Following yesterday's post about the unfortunately-named nine-year-old New Zealand girl, I'm both fascinated and appalled to read a blog article in The Times, London.
We're familiar with the celebrity trend of giving children playful, silly, impractical names on the basis that they'll never have to endure the vicissitudes of a real school or workplace. The first one most of us noticed was probably Zowie Bowie, or perhaps Marc Bolan's little boy Rolan, and probably reached its apotheosis in the wilful christening flightiness evinced by Bob Geldof or Gywneth Paltrow.
Michael Sherrod and Matthew Rayback, the authors of a new book, Bad Baby Names, have looked into a century of US census reports and discovered that the history of weird names is longer, and stranger, than most of us could have possibly imagined…
Here, in ascending order of weirdness, are the 20 strangest:
20: Wanna Funk
19: United States
18: Lotta Bacon
17: Hysteria Johnson
16: Waitress Seholley
15: Nail Rambo
14: Jump Jump
13: Tackle Feigenbutz
12: Mustard M.Mustard
11: Jelly Bean Cook
10: Fat Meat Fields
9: Geography Bryan
8: Zero Pie
7: Cylinder Klinefelter
6: Nice Veal
5: Cylclops Walthour
4: Envy Burger
3: Cancer Grindstaff
2: Young Boozer
1: Dracula Taylor
And, just to demonstrate that not all parents are capricious and michevous come christening time, here are an even dozen names that I’d prefer to plain old Michael Moran:
Peach Skeeters
Watermelon Pete McNeil
Experience Fairweathers
Limbo Holloway
Bluebell Plopper
Beauty Outlaw
Darth Wilson
Christian Devil
Welcome Darling
Sexy Chambers
Love Catts
Permelia Buckaroo
I mean . . . wow. Just - wow! Can you imagine having one of those names inflicted on you?
Talk about child abuse . . .
Peter
5 comments:
Two of my favorites from Texas: Ima Hogg and Ura Hogg. A friend of mine actually met Ima (or was it Ura?) once. 'Course she was really, really old at the time and my friend said she had, er, "grown" into her name. Fortunately their daddy was rich.
Another urban legend: Ima Hogg was real, and was reportedly a very gracious, charming classic Texas lady. Ura Hogg was fiction.
I submit for your consideration the legendary inventor Bill Lear, who named his daughter Shanda. Shanda Lear. Gack.

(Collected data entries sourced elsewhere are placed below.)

//! End-to-end flow over the public surface: lifecycle events feed the
//! state mirror, the mirror feeds the bus, and the trigger engine consumes
//! bus snapshots to submit exactly once per triggerable position.

use async_trait::async_trait;
use ethers::types::{Address, Bytes, H256};
use rust_decimal::Decimal;
use rust_decimal_macros::dec;
use std::collections::BTreeMap;
use std::sync::atomic::{AtomicUsize, Ordering};
use std::sync::{Arc, Mutex};
use std::time::Duration;

use perpd::bus::{self, channel, InMemoryBus};
use perpd::chain::rpc::ExchangeRpc;
use perpd::chain::types::{
    BorrowingGroup, BorrowingPair, ChainEvent, CollateralInfo, InitialAccFees, LimitOrderKind,
    OiWindow, OiWindowSettings, PairDepth, PairInfo, PairOpenInterest, RawLimitOrder, RawTrade,
    RawTradeInfo, TriggerKind, TriggerParams,
};
use perpd::price::feed::{FeedSpec, PriceEntry, PriceMap};
use perpd::price::oracle::ProofEnvelope;
use perpd::state::types::{CollateralStack, GlobalAppState, KnownPosition, TradeKey};
use perpd::state::StateHandle;
use perpd::sync::events::EventSynchronizer;
use perpd::sync::records::MemoryTradeStore;
use perpd::trigger::engine::{TriggerEngine, TriggerMode};

/// Scriptable exchange fake: answers from shared tables and counts
/// trigger submissions.
#[derive(Default)]
struct FakeExchange {
    limit_orders: Mutex<BTreeMap<(Address, u32, u32), RawLimitOrder>>,
    trades: Mutex<BTreeMap<(Address, u32, u32), RawTrade>>,
    submissions: AtomicUsize,
}

impl FakeExchange {
    fn put_limit(&self, order: RawLimitOrder) {
        self.limit_orders.lock().unwrap().insert(
            (order.trader, order.pair_index, order.position_index),
            order,
        );
    }

    fn put_trade(&self, trade: RawTrade) {
        self.trades
            .lock()
            .unwrap()
            .insert((trade.trader, trade.pair_index, trade.position_index), trade);
    }

    fn drop_trade(&self, trader: Address, pair_index: u32, position_index: u32) {
        self.trades
            .lock()
            .unwrap()
            .remove(&(trader, pair_index, position_index));
    }
}

#[async_trait]
impl ExchangeRpc for FakeExchange {
    fn collateral(&self) -> u8 {
        0
    }
    async fn pair_count(&self) -> perpd::Result<u32> {
        Ok(1)
    }
    async fn pair(&self, _: u32) -> perpd::Result<PairInfo> {
        Ok(PairInfo {
            from: "ETH".into(),
            to: "USD".into(),
            spread_p: 0,
            group_index: 0,
            feed: FeedSpec::Direct { id: 1 },
        })
    }
    async fn pair_depth(&self, _: u32) -> perpd::Result<PairDepth> {
        Ok(PairDepth::default())
    }
    async fn pair_max_leverage(&self, _: u32) -> perpd::Result<u32> {
        Ok(150)
    }
    async fn open_interest(&self, _: u32) -> perpd::Result<PairOpenInterest> {
        Ok(PairOpenInterest::default())
    }
    async fn borrowing_pair(&self, _: u32) -> perpd::Result<BorrowingPair> {
        Ok(BorrowingPair::default())
    }
    async fn borrowing_group(&self, _: u32) -> perpd::Result<BorrowingGroup> {
        Ok(BorrowingGroup::default())
    }
    async fn borrowing_group_count(&self) -> perpd::Result<u32> {
        Ok(0)
    }
    async fn oi_window_settings(&self) -> perpd::Result<OiWindowSettings> {
        Ok(OiWindowSettings::default())
    }
    async fn active_oi_windows(
        &self,
        _: u32,
        _: u64,
        _: u64,
    ) -> perpd::Result<BTreeMap<u64, OiWindow>> {
        Ok(BTreeMap::new())
    }
    async fn collateral_info(&self) -> perpd::Result<CollateralInfo> {
        Ok(CollateralInfo::new(6))
    }
    async fn collateral_price_usd(&self) -> perpd::Result<Decimal> {
        Ok(dec!(1))
    }
    async fn open_trade(
        &self,
        trader: Address,
        pair_index: u32,
        position_index: u32,
    ) -> perpd::Result<Option<RawTrade>> {
        Ok(self
            .trades
            .lock()
            .unwrap()
            .get(&(trader, pair_index, position_index))
            .cloned())
    }
    async fn open_trade_info(&self, _: Address, _: u32, _: u32) -> perpd::Result<RawTradeInfo> {
        Ok(RawTradeInfo::default())
    }
    async fn initial_acc_fees(&self, _: Address, _: u32, _: u32) -> perpd::Result<InitialAccFees> {
        Ok(InitialAccFees::default())
    }
    async fn open_limit_order(
        &self,
        trader: Address,
        pair_index: u32,
        position_index: u32,
    ) -> perpd::Result<Option<RawLimitOrder>> {
        Ok(self
            .limit_orders
            .lock()
            .unwrap()
            .get(&(trader, pair_index, position_index))
            .cloned())
    }
    async fn has_open_limit_order(
        &self,
        trader: Address,
        pair_index: u32,
        position_index: u32,
    ) -> perpd::Result<bool> {
        Ok(self
            .limit_orders
            .lock()
            .unwrap()
            .contains_key(&(trader, pair_index, position_index)))
    }
    async fn has_open_trade(
        &self,
        trader: Address,
        pair_index: u32,
        position_index: u32,
    ) -> perpd::Result<bool> {
        Ok(self
            .trades
            .lock()
            .unwrap()
            .contains_key(&(trader, pair_index, position_index)))
    }
    async fn trigger_order(&self, _: TriggerParams, _: Bytes) -> perpd::Result<H256> {
        self.submissions.fetch_add(1, Ordering::SeqCst);
        Ok(H256::repeat_byte(0xfe))
    }
}

fn trader() -> Address {
    Address::repeat_byte(0x21)
}

fn limit_order() -> RawLimitOrder {
    RawLimitOrder {
        trader: trader(),
        pair_index: 0,
        position_index: 0,
        buy: true,
        leverage: 10,
        kind: LimitOrderKind::Limit,
        min_price: 1800_0000000000,
        max_price: 1800_0000000000,
        tp: 1980_0000000000,
        sl: 0,
        position_size: 250_000000,
        placed_block: 50,
    }
}

fn executed_trade() -> RawTrade {
    RawTrade {
        trader: trader(),
        pair_index: 0,
        position_index: 0,
        buy: true,
        leverage: 10,
        open_price: 1800_0000000000,
        tp: 1980_0000000000,
        sl: 0,
        position_size: 250_000000,
    }
}

struct Harness {
    rpc: Arc<FakeExchange>,
    state: StateHandle,
    bus: Arc<InMemoryBus>,
    store: Arc<MemoryTradeStore>,
    sync: EventSynchronizer,
}

async fn harness() -> Harness {
    let rpc = Arc::new(FakeExchange::default());
    let state = StateHandle::new(GlobalAppState::default());
    state
        .mutate(|s| {
            let mut stack = CollateralStack::new(0, "USDC".into(), rpc.clone());
            stack.info = CollateralInfo::new(6);
            s.collaterals.insert(0, stack);
        })
        .await;
    let bus = Arc::new(InMemoryBus::new());
    let store = Arc::new(MemoryTradeStore::new());
    let sync = EventSynchronizer::new(
        state.clone(),
        bus.clone(),
        store.clone(),
        Duration::from_millis(0),
    );
    Harness {
        rpc,
        state,
        bus,
        store,
        sync,
    }
}

async fn seed_price(bus: &InMemoryBus, price: Decimal) {
    let mut prices = PriceMap::new();
    prices.insert(
        0,
        PriceEntry {
            pair_index: 0,
            pair_id: 1,
            price,
            decimal: 8,
            timestamp: 0,
        },
    );
    bus::set_typed(bus, channel::CURRENT_PRICES, &prices)
        .await
        .unwrap();
}

fn envelope() -> ProofEnvelope {
    ProofEnvelope {
        ids: vec![1],
        proof: Bytes::from(vec![0x99]),
        timestamp: 0,
    }
}

#[tokio::test]
async fn full_lifecycle_is_mirrored_and_published() {
    let h = harness().await;
    h.rpc.put_limit(limit_order());

    // Limit placed -> pending entry lands in the mirror and on the bus.
    h.sync
        .apply(ChainEvent::OpenLimitPlaced {
            collateral: 0,
            trader: trader(),
            pair_index: 0,
            position_index: 0,
        })
        .await
        .unwrap();

    let snapshot: perpd::TradingSnapshot =
        bus::get_typed(h.bus.as_ref(), channel::TRADING_VARIABLES)
            .await
            .unwrap()
            .expect("snapshot published");
    let entries = snapshot.trade_entries();
    assert_eq!(entries.len(), 1);
    assert_eq!(entries[0].0, TradeKey::new(0, trader(), 0, 0, true));

    // Limit executes into a market position.
    h.rpc.put_trade(executed_trade());
    h.sync
        .apply(ChainEvent::LimitExecuted {
            collateral: 0,
            order_kind: TriggerKind::Open,
            trade: executed_trade(),
            limit_index: 0,
            price: 1800_0000000000,
            percent_profit: 0,
            position_size: 250_000000,
            block: 60,
            tx: H256::repeat_byte(1),
        })
        .await
        .unwrap();

    let market_key = TradeKey::new(0, trader(), 0, 0, false);
    h.state
        .read(|s| {
            assert_eq!(s.known_open_trades.len(), 1);
            assert!(matches!(
                s.known_open_trades.get(&market_key),
                Some(KnownPosition::OpenMarketTrade(_))
            ));
        })
        .await;
    assert_eq!(h.store.len(), 1);

    // Close with +10%: 25 USDC on a 250 USDC position.
    h.sync
        .apply(ChainEvent::MarketExecuted {
            collateral: 0,
            trade: executed_trade(),
            open: false,
            price: 1980_0000000000,
            percent_profit: 100_000_000_000,
            position_size: 250_000000,
            block: 70,
            tx: H256::repeat_byte(2),
        })
        .await
        .unwrap();

    h.state
        .read(|s| assert!(s.known_open_trades.is_empty()))
        .await;
    assert_eq!(h.store.len(), 2);

    // Bus round-trip reflects the empty mirror.
    let snapshot: perpd::TradingSnapshot =
        bus::get_typed(h.bus.as_ref(), channel::TRADING_VARIABLES)
            .await
            .unwrap()
            .unwrap();
    assert!(snapshot.known_open_trades.is_empty());
}

#[tokio::test]
async fn overlapping_proofs_submit_once() {
    let h = harness().await;

    // An open trade sits in the mirror with TP at 1980.
    h.rpc.put_trade(executed_trade());
    h.sync
        .apply(ChainEvent::MarketExecuted {
            collateral: 0,
            trade: executed_trade(),
            open: true,
            price: 1800_0000000000,
            percent_profit: 0,
            position_size: 250_000000,
            block: 60,
            tx: H256::repeat_byte(3),
        })
        .await
        .unwrap();

    seed_price(&h.bus, dec!(1980.05)).await;

    let mut rpcs: BTreeMap<u8, Arc<dyn ExchangeRpc>> = BTreeMap::new();
    rpcs.insert(0, h.rpc.clone());
    let mut trigger_config = perpd::config::TriggerConfig::default();
    trigger_config.delay_between_sends_ms = 0;
    trigger_config.delay_after_failure_ms = 0;
    let engine = TriggerEngine::new(
        TriggerMode::Orders,
        h.bus.clone(),
        rpcs,
        trigger_config,
    );

    // First proof: position exists on chain, one submission goes out. The
    // submission closes the position on chain before the second proof.
    assert!(engine.on_proof(envelope()).await);
    assert_eq!(h.rpc.submissions.load(Ordering::SeqCst), 1);
    h.rpc.drop_trade(trader(), 0, 0);

    // Second proof: the mirror still lists the trade, but the chain
    // re-check reports it gone, so nothing is submitted.
    assert!(engine.on_proof(envelope()).await);
    assert_eq!(h.rpc.submissions.load(Ordering::SeqCst), 1);
}

#[tokio::test]
async fn liquidation_keeper_scans_opened_trades() {
    let h = harness().await;

    // 10x long from 1800 -> liquidation at 1638.
    h.rpc.put_trade(executed_trade());
    h.sync
        .apply(ChainEvent::MarketExecuted {
            collateral: 0,
            trade: executed_trade(),
            open: true,
            price: 1800_0000000000,
            percent_profit: 0,
            position_size: 250_000000,
            block: 60,
            tx: H256::repeat_byte(4),
        })
        .await
        .unwrap();
    seed_price(&h.bus, dec!(1637.99)).await;

    let mut rpcs: BTreeMap<u8, Arc<dyn ExchangeRpc>> = BTreeMap::new();
    rpcs.insert(0, h.rpc.clone());
    let mut trigger_config = perpd::config::TriggerConfig::default();
    trigger_config.delay_between_sends_ms = 0;
    let engine = TriggerEngine::new(
        TriggerMode::Liquidations,
        h.bus.clone(),
        rpcs,
        trigger_config,
    );

    assert!(engine.on_proof(envelope()).await);
    assert_eq!(h.rpc.submissions.load(Ordering::SeqCst), 1);

    // Above the liquidation price nothing fires.
    seed_price(&h.bus, dec!(1700)).await;
    assert!(engine.on_proof(envelope()).await);
    assert_eq!(h.rpc.submissions.load(Ordering::SeqCst), 1);
}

Back when I lived in the great north woods, I worked nights at a hospital that had an extensive maternity program. Every now and then I've have to wander over there to do things. Some people named their babies the dumbest things in the entire world. I saw one child who was named "Special K" and another whose middle name was "Cocaine."
I mean, really. I think we should probably revoke the parental privilege of anybody who thinks giving their child the name "cocaine" is okay.
I worked with a Chili Berger and a Benjamin (Ben) Dover. Also a Richard Head. What were the parents thinking?
A little girl named Felatia. The mother claimed that there was nothing wrong with the name.